Insomma, per non sbagliare o aggiungere materiale inutile e ridondante (come successo in Dumbo, anche se in quel caso la storia di partenza era troppo esile per reggere il peso di un film vero e proprio, visto che l’opera del 1941 era un mediometraggio quasi senza trama), John August e Guy Ritchie (sceneggiatore e regista) hanno cambiato il minimo indispensabile. Anzi, dove hanno aggiunto hanno fatto centro, trasformando Aladdin in un’opera molto più musicale e danzereccia, quasi un musical, ricca di effetti speciali, bellissime coreografie, costumi clamorosi e canzoni magnifiche (le stesse di Menken, ma interpretate in modo leggermente diverso e meno languido) che ammicca spesso a Bollywood. Peccato solo che la durata non sia rimasta quella dell’originale: 120 minuti per raccontare una storia che stava perfettamente in 90 sono un po’ troppi.

Fin dai tempi del trailer (anzi, del casting…), molti dubbi avevano riguardato la scelta di Will Smith per il personaggio del Genio, ma l’attore riesce a smarcarsi dall’ombra di Williams, fornendo una prova encomiabile, assai divertente e divertita. Molto convincenti sono anche Naomi Scott e Mena Massoud come interpreti dei protagonisti Jasmine e Aladdin, entrambi incredibilmente somiglianti alle controparti animate e perfettamente “compliant” alla mission di Disney del nuovo millennio.

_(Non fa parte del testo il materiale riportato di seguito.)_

// Copyright 2025 Crrow
//
// Licensed under the Apache License, Version 2.0 (the "License");
// you may not use this file except in compliance with the License.
// You may obtain a copy of the License at
//
//      http://www.apache.org/licenses/LICENSE-2.0
//
// Unless required by applicable law or agreed to in writing, software
// distributed under the License is distributed on an "AS IS" BASIS,
// WITHOUT WARRANTIES OR CONDITIONS OF ANY KIND, either express or implied.
// See the License for the specific language governing permissions and
// limitations under the License.

use std::sync::{Arc, Barrier};

use bytes::{BufMut, Bytes, BytesMut};
use roost_common_storage_queue::{
    QueueConfig, QueueRegistry, QueueRegistryBuilder, QueueStore, StorageKind,
    TransactionalQueue,
};
use tempfile::TempDir;
use test_case::test_case;

fn registry(temp_dir: &TempDir, kind: StorageKind) -> QueueRegistry {
    QueueRegistryBuilder::new(temp_dir.path())
        .storage_kind(kind)
        .primary_capacity(3)
        .segment_max_items(2)
        .soft_log_max_size(256)
        .build()
        .unwrap()
}

fn drain(registry: &QueueRegistry, name: &str) -> Vec<Bytes> {
    std::iter::from_fn(|| registry.take(name).unwrap()).collect()
}

#[test_case(StorageKind::Transactional ; "transactional")]
#[test_case(StorageKind::Composite ; "composite")]
fn test_fifo_order(kind: StorageKind) {
    let temp_dir = TempDir::new().unwrap();
    let registry = registry(&temp_dir, kind);

    for item in ["a", "b", "c", "d", "e", "f", "g"] {
        assert!(registry.put("jobs", Bytes::from(item)).unwrap());
    }

    assert_eq!(drain(&registry, "jobs"), vec!["a", "b", "c", "d", "e", "f", "g"]);
}

#[test_case(StorageKind::Transactional ; "transactional")]
#[test_case(StorageKind::Composite ; "composite")]
fn test_restart_preserves_pending_items(kind: StorageKind) {
    let temp_dir = TempDir::new().unwrap();

    {
        let registry = registry(&temp_dir, kind);
        for i in 0..12 {
            registry.put("jobs", Bytes::from(format!("job-{i}"))).unwrap();
        }
        for i in 0..5 {
            assert_eq!(registry.take("jobs").unwrap().unwrap(), format!("job-{i}"));
        }
        registry.shutdown();
    }

    let registry = registry(&temp_dir, kind);
    let expected: Vec<Bytes> = (5..12).map(|i| Bytes::from(format!("job-{i}"))).collect();
    assert_eq!(drain(&registry, "jobs"), expected);
}

#[test]
fn test_rotation_keeps_every_item() {
    let temp_dir = TempDir::new().unwrap();
    let config = QueueConfig {
        base_path: temp_dir.path().to_path_buf(),
        soft_log_max_size: 128,
        ..Default::default()
    };
    let queue = TransactionalQueue::open(&config, "rotating").unwrap();

    for i in 0..50 {
        let item = Bytes::from(format!("{i:0>40}"));
        queue.push(item.clone()).unwrap();
        assert_eq!(queue.pop().unwrap(), Some(item));
        assert!(queue.logsize() <= 128 + 1 + 4 + 40 + 1);
    }
    queue.close().unwrap();

    let queue = TransactionalQueue::open(&config, "rotating").unwrap();
    assert!(queue.is_empty());
}

#[test]
fn test_composite_overflow_routing() {
    let temp_dir = TempDir::new().unwrap();
    let config = QueueConfig {
        base_path: temp_dir.path().to_path_buf(),
        storage_kind: StorageKind::Composite,
        primary_capacity: 5,
        ..Default::default()
    };
    let queue = roost_common_storage_queue::CompositeQueue::open(&config, "spill").unwrap();

    for i in 0..6 {
        queue.push(Bytes::from(format!("{i}"))).unwrap();
    }
    assert_eq!(queue.primary_length(), 5);
    assert_eq!(queue.backing_length(), 1);

    let popped: Vec<Bytes> = std::iter::from_fn(|| queue.pop().unwrap()).collect();
    let expected: Vec<Bytes> = (0..6).map(|i| Bytes::from(format!("{i}"))).collect();
    assert_eq!(popped, expected);
}

#[test]
fn test_concurrent_producers_on_distinct_queues() {
    let temp_dir = TempDir::new().unwrap();
    let registry = Arc::new(registry(&temp_dir, StorageKind::Transactional));
    let producers = 4;
    let per_producer = 200;
    let barrier = Arc::new(Barrier::new(producers));

    let handles: Vec<_> = (0..producers)
        .map(|p| {
            let registry = Arc::clone(&registry);
            let barrier = Arc::clone(&barrier);
            std::thread::spawn(move || {
                let name = format!("queue-{p}");
                barrier.wait();
                let mut stored = 0;
                while stored < per_producer {
                    let mut buf = BytesMut::new();
                    buf.put_u32_le(stored);
                    if registry.put(&name, buf.freeze()).unwrap() {
                        stored += 1;
                    }
                }
            })
        })
        .collect();
    for handle in handles {
        handle.join().unwrap();
    }

    for p in 0..producers {
        let items = drain(&registry, &format!("queue-{p}"));
        let order: Vec<u32> = items
            .iter()
            .map(|b| u32::from_le_bytes(b[..4].try_into().unwrap()))
            .collect();
        assert_eq!(order, (0..per_producer).collect::<Vec<_>>());
    }
    assert_eq!(registry.stats().total_items, u64::from(per_producer) * producers as u64);
}

#[test]
fn test_shutdown_then_reopen() {
    let temp_dir = TempDir::new().unwrap();
    let registry = registry(&temp_dir, StorageKind::Composite);
    registry.put("a", Bytes::from("1")).unwrap();
    registry.put("b", Bytes::from("2")).unwrap();

    registry.shutdown();
    assert!(registry.queue_names().is_empty());
    assert!(registry.take("a").unwrap().is_none());

    let reopened = QueueRegistry::new(registry.config().clone()).unwrap();
    assert_eq!(reopened.take("a").unwrap().unwrap(), "1");
    assert_eq!(reopened.take("b").unwrap().unwrap(), "2");
}
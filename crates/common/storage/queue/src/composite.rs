// Copyright 2025 Crrow
//
// Licensed under the Apache License, Version 2.0 (the "License");
// you may not use this file except in compliance with the License.
// You may obtain a copy of the License at
//
//      http://www.apache.org/licenses/LICENSE-2.0
//
// Unless required by applicable law or agreed to in writing, software
// distributed under the License is distributed on an "AS IS" BASIS,
// WITHOUT WARRANTIES OR CONDITIONS OF ANY KIND, either express or implied.
// See the License for the specific language governing permissions and
// limitations under the License.

//! Two-tier queue: a bounded journaled buffer in front of a segmented
//! overflow log.
//!
//! Once anything has spilled into the backing log, new items keep going there
//! until it drains. Admitting them to the primary earlier would let them be
//! popped before older spilled items.

use std::sync::atomic::{AtomicU64, Ordering};

use bytes::Bytes;
use parking_lot::Mutex;
use tracing::debug;

use crate::{QueueConfig, Result, SegmentedLog, TransactionalQueue, store::QueueStore};

pub struct CompositeQueue {
    name:        String,
    primary:     TransactionalQueue,
    backing:     SegmentedLog,
    capacity:    u64,
    /// Serializes routing decisions against segment transfers.
    guard:       Mutex<()>,
    total_items: AtomicU64,
}

impl CompositeQueue {
    pub fn open(config: &QueueConfig, name: &str) -> Result<Self> {
        let primary = TransactionalQueue::open(config, name)?;
        let backing = SegmentedLog::open(config, name)?;
        // The primary journal also replays items that arrived via the backing
        // log, so seed from pending items rather than summing replay counters.
        let total_items = primary.len() + backing.len();

        Ok(Self {
            name: name.to_string(),
            primary,
            backing,
            capacity: config.primary_capacity.max(1),
            guard: Mutex::new(()),
            total_items: AtomicU64::new(total_items),
        })
    }

    pub fn primary_length(&self) -> u64 { self.primary.len() }

    pub fn backing_length(&self) -> u64 { self.backing.len() }

    pub fn backing_logsize(&self) -> u64 { self.backing.logsize() }
}

impl QueueStore for CompositeQueue {
    fn name(&self) -> &str { &self.name }

    fn push(&self, payload: Bytes) -> Result<()> {
        let _guard = self.guard.lock();
        if self.primary.len() >= self.capacity || !self.backing.is_empty() {
            self.backing.push(&payload)?;
        } else {
            self.primary.push(payload)?;
        }
        self.total_items.fetch_add(1, Ordering::Relaxed);
        Ok(())
    }

    fn pop(&self) -> Result<Option<Bytes>> {
        let _guard = self.guard.lock();
        // A sealed segment can be empty after tail repair, so keep pulling
        // until something lands in the primary or the backing log is drained.
        while self.primary.is_empty() && !self.backing.is_empty() {
            let moved = self.backing.consume_into(|payload| self.primary.push(payload))?;
            debug!(queue = %self.name, moved, "Refilled primary from backing log");
        }
        self.primary.pop()
    }

    fn len(&self) -> u64 { self.primary.len() + self.backing.len() }

    fn logsize(&self) -> u64 { self.primary.logsize() + self.backing.logsize() }

    fn total_items(&self) -> u64 { self.total_items.load(Ordering::Relaxed) }

    fn initial_bytes(&self) -> u64 { self.primary.initial_bytes() + self.backing.initial_bytes() }

    fn current_age(&self) -> u64 { self.primary.current_age() }

    fn close(&self) -> Result<()> {
        let _guard = self.guard.lock();
        let primary = self.primary.close();
        let backing = self.backing.close();
        primary.and(backing)
    }

    fn purge(&self) -> Result<()> {
        let _guard = self.guard.lock();
        let primary = self.primary.purge();
        let backing = self.backing.purge();
        primary.and(backing)
    }
}
// Copyright 2025 Crrow
//
// Licensed under the Apache License, Version 2.0 (the "License");
// you may not use this file except in compliance with the License.
// You may obtain a copy of the License at
//
//      http://www.apache.org/licenses/LICENSE-2.0
//
// Unless required by applicable law or agreed to in writing, software
// distributed under the License is distributed on an "AS IS" BASIS,
// WITHOUT WARRANTIES OR CONDITIONS OF ANY KIND, either express or implied.
// See the License for the specific language governing permissions and
// limitations under the License.

mod error;
mod factory;
mod options;

pub use error::{Error, Result};
pub use factory::create_current_thread_runtime;
pub use options::RuntimeOptions;
pub use tokio::{runtime::Runtime, task::JoinHandle};

#[cfg(test)]
mod tests {
    use super::*;

    #[test]
    fn builds_multi_thread_runtime_with_names() {
        let runtime = RuntimeOptions::builder()
            .thread_name("test-rt".to_string())
            .worker_threads(2)
            .build()
            .create()
            .unwrap();
        let handle = runtime.spawn(async move { std::thread::current().name().map(str::to_owned) });
        let handle_name = runtime.block_on(handle).unwrap().unwrap();
        assert!(handle_name.starts_with("test-rt-"));
    }

    #[test]
    fn builds_current_thread_runtime() {
        let runtime = create_current_thread_runtime("single-thread").unwrap();
        let value = runtime.block_on(async { 42 });
        assert_eq!(value, 42);
    }

    #[test]
    fn zero_workers_selects_reactor() {
        let runtime = RuntimeOptions::builder()
            .thread_name("roost-reactor".to_string())
            .worker_threads(0)
            .build()
            .create()
            .unwrap();
        assert_eq!(
            runtime.handle().runtime_flavor(),
            tokio::runtime::RuntimeFlavor::CurrentThread
        );
        let timed = runtime.block_on(async {
            tokio::time::sleep(std::time::Duration::from_millis(1)).await;
            3
        });
        assert_eq!(timed, 3);
    }

    #[test]
    fn default_options_use_all_cpus() {
        let options = RuntimeOptions::default();
        assert!(options.worker_threads.is_none());
        assert_eq!(options.thread_name, "roost-rt");
        let runtime = options.create().unwrap();
        assert_eq!(
            runtime.handle().runtime_flavor(),
            tokio::runtime::RuntimeFlavor::MultiThread
        );
    }
}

Sarà difficile che Aladdin possa eguagliare il successo della versione del 1992, un po’ per il senso di deja vù che si prova guardandolo, un po’ perchè è oggettivamente schiacciato dai colossi messi in campo da Disney quest’anno (uscire tra Endgame e Toy Story 4 e The Lion King ne depotenzia parecchio l’hype), ma come versione Live Action non avrebbe potuto essere molto migliore di così. A volte fare un po’ i secchioni e firmare un compito poco originale ma senza svarioni, paga.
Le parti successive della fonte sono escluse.